» ABOUT THIS TASK
Copy all lines holding the word "memory" from the entries.
=== Begin Enclosure ===
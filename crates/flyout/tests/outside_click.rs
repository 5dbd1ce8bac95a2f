#![forbid(unsafe_code)]

//! Integration tests for the host-side dismissal flow.
//!
//! These tests drive [`Popup`] the way a host event loop would:
//! - one registry per view, threaded through open/close/dismissal
//! - every pointer press forwarded to every popup, in host-chosen order
//! - [`Propagation::is_stopped`] honored only after the full pass

use flyout::{
    HeadlessView, NodeId, Offset, POPUP_MARKER, Point, PointerButton, PointerEvent,
    PointerEventKind, Popup, PopupRegistry, Propagation, Rect, Size, ViewLayer,
};

fn init_tracing() {
    let _ = tracing_subscriber::fmt()
        .with_test_writer()
        .with_max_level(tracing::Level::DEBUG)
        .try_init();
}

/// 800x600 scene with a toolbar-button anchor and a hidden menu panel.
fn scene() -> (HeadlessView, NodeId, NodeId) {
    let mut view = HeadlessView::new(Size::new(800, 600));
    let anchor = view.insert_node(Rect::new(100, 100, 40, 20));
    let panel = view.insert_node(Rect::new(0, 0, 200, 150));
    view.hide(panel).expect("hide staged panel");
    (view, anchor, panel)
}

fn press_on(target: NodeId, at: Point) -> PointerEvent {
    PointerEvent::new(PointerEventKind::Down(PointerButton::Left), at).with_target(target)
}

/// Forward a press to every open popup the way a host event loop would,
/// then report whether the press was consumed by a dismissal.
fn dispatch_press(
    view: &mut HeadlessView,
    registry: &mut PopupRegistry,
    popups: &mut [&mut Popup],
    event: &PointerEvent,
) -> bool {
    let mut propagation = Propagation::new();
    for popup in popups.iter_mut() {
        popup
            .handle_pointer_down(view, registry, event, &mut propagation)
            .expect("dispatch press");
    }
    propagation.is_stopped()
}

#[test]
fn lifecycle_open_dismiss_reopen() {
    init_tracing();
    let (mut view, anchor, panel) = scene();
    let outside = view.insert_node(Rect::new(600, 20, 10, 10));
    let mut registry = PopupRegistry::new();

    let mut popup = Popup::create(&mut view, panel, anchor)
        .expect("create popup")
        .with_offset(Offset::new(10, 5));
    assert!(view.has_marker(panel, POPUP_MARKER).expect("marker query"));

    popup.open(&mut view, &mut registry).expect("open popup");
    assert_eq!(view.position_of(panel).expect("panel position"), Point::new(110, 105));

    let consumed = dispatch_press(
        &mut view,
        &mut registry,
        &mut [&mut popup],
        &press_on(outside, Point::new(605, 25)),
    );
    assert!(consumed);
    assert!(!popup.is_open());
    assert!(!view.is_visible(panel).expect("panel visibility"));
    assert!(registry.is_empty());

    // A second press hits a scene with no popups and is not consumed.
    let consumed = dispatch_press(
        &mut view,
        &mut registry,
        &mut [&mut popup],
        &press_on(outside, Point::new(605, 25)),
    );
    assert!(!consumed);

    // Reopening recomputes placement and registers again.
    popup.open(&mut view, &mut registry).expect("reopen popup");
    assert!(popup.is_open());
    assert_eq!(view.position_of(panel).expect("panel position"), Point::new(110, 105));
    assert_eq!(registry.open_count(), 1);
}

#[test]
fn outside_press_closes_every_open_popup() {
    init_tracing();
    let (mut view, anchor, panel_a) = scene();
    let panel_b = view.insert_node(Rect::new(0, 0, 120, 80));
    view.hide(panel_b).expect("hide staged panel");
    let outside = view.insert_node(Rect::new(700, 550, 10, 10));
    let mut registry = PopupRegistry::new();

    let mut a = Popup::create(&mut view, panel_a, anchor)
        .expect("create a")
        .with_offset(Offset::new(10, 5));
    let mut b = Popup::create(&mut view, panel_b, anchor)
        .expect("create b")
        .with_offset(Offset::new(50, 30));
    a.open(&mut view, &mut registry).expect("open a");
    b.open(&mut view, &mut registry).expect("open b");
    assert_eq!(registry.open_count(), 2);

    let consumed = dispatch_press(
        &mut view,
        &mut registry,
        &mut [&mut a, &mut b],
        &press_on(outside, Point::new(705, 555)),
    );
    assert!(consumed);
    assert!(!a.is_open());
    assert!(!b.is_open());
    assert!(registry.is_empty());
}

#[test]
fn press_inside_one_popup_protects_all() {
    let (mut view, anchor, panel_a) = scene();
    let panel_b = view.insert_node(Rect::new(0, 0, 120, 80));
    view.hide(panel_b).expect("hide staged panel");
    let inner_a = view
        .insert_child(panel_a, Rect::new(120, 120, 30, 10))
        .expect("panel child");
    let mut registry = PopupRegistry::new();

    let mut a = Popup::create(&mut view, panel_a, anchor)
        .expect("create a")
        .with_offset(Offset::new(10, 5));
    let mut b = Popup::create(&mut view, panel_b, anchor)
        .expect("create b")
        .with_offset(Offset::new(50, 30));
    a.open(&mut view, &mut registry).expect("open a");
    b.open(&mut view, &mut registry).expect("open b");

    // A press inside popup A's subtree dismisses neither popup.
    let consumed = dispatch_press(
        &mut view,
        &mut registry,
        &mut [&mut a, &mut b],
        &press_on(inner_a, Point::new(125, 122)),
    );
    assert!(!consumed);
    assert!(a.is_open());
    assert!(b.is_open());
    assert_eq!(registry.open_count(), 2);
}

#[test]
fn press_deep_in_a_panel_subtree_is_inside() {
    let (mut view, anchor, panel) = scene();
    let row = view
        .insert_child(panel, Rect::new(115, 110, 180, 20))
        .expect("panel row");
    let label = view
        .insert_child(row, Rect::new(118, 112, 60, 12))
        .expect("row label");
    let mut registry = PopupRegistry::new();

    let mut popup = Popup::create(&mut view, panel, anchor)
        .expect("create")
        .with_offset(Offset::new(10, 5));
    popup.open(&mut view, &mut registry).expect("open");

    let consumed = dispatch_press(
        &mut view,
        &mut registry,
        &mut [&mut popup],
        &press_on(label, Point::new(120, 115)),
    );
    assert!(!consumed);
    assert!(popup.is_open());
}

#[test]
fn dismissal_outcome_is_dispatch_order_independent() {
    for reverse in [false, true] {
        let (mut view, anchor, panel_a) = scene();
        let panel_b = view.insert_node(Rect::new(0, 0, 120, 80));
        view.hide(panel_b).expect("hide staged panel");
        let inner_a = view
            .insert_child(panel_a, Rect::new(120, 120, 30, 10))
            .expect("panel child");
        let outside = view.insert_node(Rect::new(700, 550, 10, 10));
        let mut registry = PopupRegistry::new();

        let mut a = Popup::create(&mut view, panel_a, anchor)
            .expect("create a")
            .with_offset(Offset::new(10, 5));
        let mut b = Popup::create(&mut view, panel_b, anchor)
            .expect("create b")
            .with_offset(Offset::new(50, 30));
        a.open(&mut view, &mut registry).expect("open a");
        b.open(&mut view, &mut registry).expect("open b");

        // Inside press: both stay open, regardless of visit order.
        let inside = press_on(inner_a, Point::new(125, 122));
        let consumed = if reverse {
            dispatch_press(&mut view, &mut registry, &mut [&mut b, &mut a], &inside)
        } else {
            dispatch_press(&mut view, &mut registry, &mut [&mut a, &mut b], &inside)
        };
        assert!(!consumed);
        assert_eq!(registry.open_count(), 2);

        // Outside press: both close, regardless of visit order.
        let away = press_on(outside, Point::new(705, 555));
        let consumed = if reverse {
            dispatch_press(&mut view, &mut registry, &mut [&mut b, &mut a], &away)
        } else {
            dispatch_press(&mut view, &mut registry, &mut [&mut a, &mut b], &away)
        };
        assert!(consumed);
        assert!(registry.is_empty());
    }
}

#[test]
fn repeated_open_close_does_not_accumulate_handlers() {
    let (mut view, anchor, panel) = scene();
    let outside = view.insert_node(Rect::new(600, 20, 10, 10));
    let mut registry = PopupRegistry::new();
    let mut popup = Popup::create(&mut view, panel, anchor)
        .expect("create")
        .with_offset(Offset::new(10, 5));

    for _ in 0..5 {
        popup.open(&mut view, &mut registry).expect("open");
        popup.close(&mut view, &mut registry).expect("close");
    }
    popup.open(&mut view, &mut registry).expect("open");
    assert_eq!(registry.open_count(), 1);

    // One press, one dismissal; the next press finds nothing to dismiss.
    let mut propagation = Propagation::new();
    let first = popup
        .handle_pointer_down(
            &mut view,
            &mut registry,
            &press_on(outside, Point::new(605, 25)),
            &mut propagation,
        )
        .expect("press");
    let second = popup
        .handle_pointer_down(
            &mut view,
            &mut registry,
            &press_on(outside, Point::new(605, 25)),
            &mut propagation,
        )
        .expect("press");
    assert!(first);
    assert!(!second);
    assert!(registry.is_empty());
}

#[test]
fn viewport_resize_changes_the_next_placement() {
    let (mut view, _anchor, panel) = scene();
    let anchor = view.insert_node(Rect::new(150, 100, 10, 10));
    let mut registry = PopupRegistry::new();
    let mut popup = Popup::create(&mut view, panel, anchor)
        .expect("create")
        .with_offset(Offset::new(10, 5));

    popup.open(&mut view, &mut registry).expect("open");
    assert_eq!(view.position_of(panel).expect("panel position"), Point::new(160, 105));

    // Shrink the viewport: the same anchor now overflows to the right.
    view.set_viewport(Size::new(300, 300));
    popup.open(&mut view, &mut registry).expect("reopen");
    assert_eq!(view.position_of(panel).expect("panel position"), Point::new(-50, 105));
}
#![forbid(unsafe_code)]

//! In-memory view layer.
//!
//! [`HeadlessView`] implements [`ViewLayer`] over a plain node store so the
//! popup component can be exercised without a host environment: the crate's
//! own tests run on it, and embedders can use it for headless runs.
//!
//! Transitions are modeled as instantaneous: `show`/`hide` flip a
//! visibility flag immediately. Their timing is the real host's business and
//! is out of scope here.
//!
//! # Invariants
//!
//! 1. Node ids are unique per view and never reused.
//! 2. Parent links only point at nodes that existed at insertion time, so
//!    ancestor chains are acyclic by construction.
//! 3. Marker storage preserves insertion order and holds no duplicates.

use std::collections::HashMap;

use crate::geometry::{Point, Rect, Size};
use crate::view::{Marker, NodeId, ViewError, ViewLayer};

#[derive(Debug, Clone)]
struct Node {
    bounds: Rect,
    parent: Option<NodeId>,
    markers: Vec<Marker>,
    visible: bool,
}

/// An in-memory scene of nodes implementing [`ViewLayer`].
#[derive(Debug, Clone)]
pub struct HeadlessView {
    nodes: HashMap<NodeId, Node>,
    next_id: u64,
    viewport: Size,
}

impl HeadlessView {
    /// Create an empty scene with the given viewport extent.
    #[must_use]
    pub fn new(viewport: Size) -> Self {
        Self {
            nodes: HashMap::new(),
            next_id: 0,
            viewport,
        }
    }

    /// Replace the viewport extent (a host window resize).
    pub fn set_viewport(&mut self, viewport: Size) {
        self.viewport = viewport;
    }

    /// Insert a root node with the given bounds. Nodes start visible and
    /// unmarked.
    pub fn insert_node(&mut self, bounds: Rect) -> NodeId {
        self.alloc(bounds, None)
    }

    /// Insert a node parented to an existing one.
    pub fn insert_child(&mut self, parent: NodeId, bounds: Rect) -> Result<NodeId, ViewError> {
        if !self.nodes.contains_key(&parent) {
            return Err(ViewError::NodeNotFound { node: parent });
        }
        Ok(self.alloc(bounds, Some(parent)))
    }

    /// Current top-left corner of a node (inspection shorthand).
    pub fn position_of(&self, node: NodeId) -> Result<Point, ViewError> {
        Ok(self.node(node)?.bounds.origin())
    }

    /// Current visibility flag of a node.
    pub fn is_visible(&self, node: NodeId) -> Result<bool, ViewError> {
        Ok(self.node(node)?.visible)
    }

    /// Markers on a node, in insertion order.
    pub fn markers_of(&self, node: NodeId) -> Result<&[Marker], ViewError> {
        Ok(self.node(node)?.markers.as_slice())
    }

    fn alloc(&mut self, bounds: Rect, parent: Option<NodeId>) -> NodeId {
        let id = NodeId(self.next_id);
        self.next_id += 1;
        self.nodes.insert(
            id,
            Node {
                bounds,
                parent,
                markers: Vec::new(),
                visible: true,
            },
        );
        id
    }

    fn node(&self, id: NodeId) -> Result<&Node, ViewError> {
        self.nodes
            .get(&id)
            .ok_or(ViewError::NodeNotFound { node: id })
    }

    fn node_mut(&mut self, id: NodeId) -> Result<&mut Node, ViewError> {
        self.nodes
            .get_mut(&id)
            .ok_or(ViewError::NodeNotFound { node: id })
    }
}

impl ViewLayer for HeadlessView {
    fn bounds_of(&self, node: NodeId) -> Result<Rect, ViewError> {
        Ok(self.node(node)?.bounds)
    }

    fn viewport(&self) -> Size {
        self.viewport
    }

    fn set_position(&mut self, node: NodeId, position: Point) -> Result<(), ViewError> {
        let node = self.node_mut(node)?;
        node.bounds.x = position.x;
        node.bounds.y = position.y;
        Ok(())
    }

    fn show(&mut self, node: NodeId) -> Result<(), ViewError> {
        self.node_mut(node)?.visible = true;
        Ok(())
    }

    fn hide(&mut self, node: NodeId) -> Result<(), ViewError> {
        self.node_mut(node)?.visible = false;
        Ok(())
    }

    fn has_marker(&self, node: NodeId, marker: Marker) -> Result<bool, ViewError> {
        Ok(self.node(node)?.markers.contains(&marker))
    }

    fn add_marker(&mut self, node: NodeId, marker: Marker) -> Result<(), ViewError> {
        let node = self.node_mut(node)?;
        if !node.markers.contains(&marker) {
            node.markers.push(marker);
        }
        Ok(())
    }

    fn is_descendant(&self, node: NodeId, ancestor: NodeId) -> Result<bool, ViewError> {
        if !self.nodes.contains_key(&ancestor) {
            return Err(ViewError::NodeNotFound { node: ancestor });
        }
        let mut current = Some(node);
        while let Some(id) = current {
            if id == ancestor {
                return Ok(true);
            }
            current = self.node(id)?.parent;
        }
        Ok(false)
    }
}
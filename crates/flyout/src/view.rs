#![forbid(unsafe_code)]

//! The view-layer boundary.
//!
//! [`ViewLayer`] is the seam between the popup component and whatever host
//! actually owns the screen: DOM mutations in a browser embedding, a native
//! compositor, or the in-memory scene in [`headless`](crate::headless). The
//! component drives this trait for geometry queries, position writes,
//! visibility transitions, and marker membership, and never reaches behind
//! it.
//!
//! All preconditions are the caller's burden: an identifier that does not
//! resolve surfaces as [`ViewError::NodeNotFound`] from the first operation
//! that touches the node. Nothing is validated ahead of use, retried, or
//! recovered.

use core::fmt;

use crate::geometry::{Point, Rect, Size};

/// Identifier of a view-layer node.
#[derive(Debug, Clone, Copy, PartialEq, Eq, Hash)]
#[cfg_attr(feature = "serde", derive(serde::Serialize, serde::Deserialize))]
pub struct NodeId(pub u64);

impl fmt::Display for NodeId {
    fn fmt(&self, f: &mut fmt::Formatter<'_>) -> fmt::Result {
        write!(f, "node:{}", self.0)
    }
}

/// A class-like tag on a view-layer node.
///
/// Markers identify related nodes to the host (for styling or inspection);
/// membership is a set, so adding the same marker twice leaves a single tag.
#[derive(Debug, Clone, Copy, PartialEq, Eq, Hash)]
pub struct Marker(pub &'static str);

impl fmt::Display for Marker {
    fn fmt(&self, f: &mut fmt::Formatter<'_>) -> fmt::Result {
        f.write_str(self.0)
    }
}

/// The marker every popup panel carries, applied at construction so hosts
/// can recognize and style popup nodes.
pub const POPUP_MARKER: Marker = Marker("popup");

/// Errors surfaced by view-layer operations.
#[derive(Debug, Clone, Copy, PartialEq, Eq)]
pub enum ViewError {
    /// An identifier did not resolve to a node.
    NodeNotFound { node: NodeId },
}

impl fmt::Display for ViewError {
    fn fmt(&self, f: &mut fmt::Formatter<'_>) -> fmt::Result {
        match self {
            Self::NodeNotFound { node } => write!(f, "view node {node} not found"),
        }
    }
}

impl std::error::Error for ViewError {}

/// Host-environment capabilities the popup component consumes.
///
/// Implementations own all rendering detail. Visibility transitions may be
/// animated; the component fires them and never awaits completion, so
/// `show`/`hide` must return once the transition is *started* and must
/// tolerate redundant calls (showing a visible node and hiding a hidden one
/// are no-ops).
pub trait ViewLayer {
    /// Current on-screen bounds of a node: top-left origin plus rendered
    /// size.
    fn bounds_of(&self, node: NodeId) -> Result<Rect, ViewError>;

    /// Current viewport extent.
    fn viewport(&self) -> Size;

    /// Move a node's top-left corner to `position`.
    fn set_position(&mut self, node: NodeId, position: Point) -> Result<(), ViewError>;

    /// Start the reveal transition for a node.
    fn show(&mut self, node: NodeId) -> Result<(), ViewError>;

    /// Start the conceal transition for a node.
    fn hide(&mut self, node: NodeId) -> Result<(), ViewError>;

    /// Check whether a node carries a marker.
    fn has_marker(&self, node: NodeId, marker: Marker) -> Result<bool, ViewError>;

    /// Tag a node with a marker. Idempotent: other markers are untouched and
    /// no duplicate is added.
    fn add_marker(&mut self, node: NodeId, marker: Marker) -> Result<(), ViewError>;

    /// Check whether `node` is `ancestor` itself or inside its subtree.
    fn is_descendant(&self, node: NodeId, ancestor: NodeId) -> Result<bool, ViewError>;
}
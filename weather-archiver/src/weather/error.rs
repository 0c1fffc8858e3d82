//! Error types for weather API operations

use reqwest::StatusCode;
use thiserror::Error;

/// Result type for weather API operations
pub type WeatherResult<T> = Result<T, WeatherError>;

/// Errors that can occur while fetching current conditions
#[derive(Debug, Error)]
pub enum WeatherError {
    /// Transport-level failure talking to the weather API
    #[error("weather API request failed: {0}")]
    Network(#[from] reqwest::Error),

    /// Non-success HTTP status from the weather API
    #[error("weather API returned status {status}: {body}")]
    UpstreamStatus {
        /// HTTP status code of the response
        status: StatusCode,
        /// Response body text, kept for diagnostics
        body: String,
    },

    /// Response body was not valid JSON
    #[error("malformed weather payload: {0}")]
    Payload(#[from] serde_json::Error),
}
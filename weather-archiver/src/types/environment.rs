//! Environment configuration for different deployment stages

use std::env;
use std::time::Duration;

use aws_config::{retry::RetryConfig, timeout::TimeoutConfig, BehaviorVersion};
use tracing::Level;

/// Default base URL of the upstream weather API
const WEATHER_API_BASE_URL: &str = "https://api.weatherapi.com/v1";

/// Application environment configuration
#[derive(Debug, Clone, Copy, PartialEq, Eq)]
pub enum Environment {
    /// Production environment
    Production,
    /// Staging environment
    Staging,
    /// Development environment (uses `LocalStack`)
    Development,
}

impl Environment {
    /// Creates an Environment from the `APP_ENV` environment variable
    ///
    /// # Panics
    ///
    /// Panics if `APP_ENV` contains an invalid value
    #[must_use]
    pub fn from_env() -> Self {
        let env = env::var("APP_ENV")
            .unwrap_or_else(|_| "development".to_string())
            .trim()
            .to_lowercase();

        match env.as_str() {
            "production" => Self::Production,
            "staging" => Self::Staging,
            "development" => Self::Development,
            _ => panic!("Invalid environment: {env}"),
        }
    }

    /// Returns the endpoint URL to use for AWS services
    #[must_use]
    pub const fn override_aws_endpoint_url(&self) -> Option<&str> {
        match self {
            // Regular AWS endpoints for production and staging
            Self::Production | Self::Staging => None,
            // LocalStack endpoint for development
            Self::Development => Some("http://localhost:4566"),
        }
    }

    /// Returns the weather API base URL with environment variable override support
    #[must_use]
    pub fn weather_api_base_url(&self) -> String {
        env::var("WEATHER_API_BASE_URL").unwrap_or_else(|_| WEATHER_API_BASE_URL.to_string())
    }

    /// AWS configuration with retry and timeout settings
    pub async fn aws_config(&self) -> aws_config::SdkConfig {
        let retry_config = RetryConfig::standard()
            .with_max_attempts(3)
            .with_initial_backoff(Duration::from_millis(50));

        let timeout_config = TimeoutConfig::builder()
            .operation_timeout(Duration::from_secs(30))
            .build();

        let mut config_builder = aws_config::load_defaults(BehaviorVersion::latest())
            .await
            .to_builder()
            .retry_config(retry_config)
            .timeout_config(timeout_config);

        if let Some(endpoint_url) = self.override_aws_endpoint_url() {
            config_builder = config_builder.endpoint_url(endpoint_url);
        }

        config_builder.build()
    }

    /// AWS S3 service configuration
    pub async fn s3_client_config(&self) -> aws_sdk_s3::Config {
        let aws_config = self.aws_config().await;
        let s3_config: aws_sdk_s3::Config = (&aws_config).into();
        let mut builder = s3_config.to_builder();

        // Override "force path style" to true for compatibility with LocalStack
        // https://github.com/awslabs/aws-sdk-rust/discussions/874
        if matches!(self, Self::Development) {
            builder.set_force_path_style(Some(true));
        }

        builder.build()
    }

    /// Tracing level with `TRACING_LEVEL` environment variable override support
    #[must_use]
    pub fn tracing_level(&self) -> Level {
        env::var("TRACING_LEVEL")
            .ok()
            .and_then(|val| val.parse::<Level>().ok())
            .unwrap_or(match self {
                Self::Production | Self::Staging => Level::INFO,
                Self::Development => Level::DEBUG,
            })
    }
}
=== End Enclosure ===
» YOUR SOLUTION
//! In-memory view layer.
/// An in-memory scene of nodes implementing [`ViewLayer`].
//! compositor, or the in-memory scene in [`headless`](crate::headless). The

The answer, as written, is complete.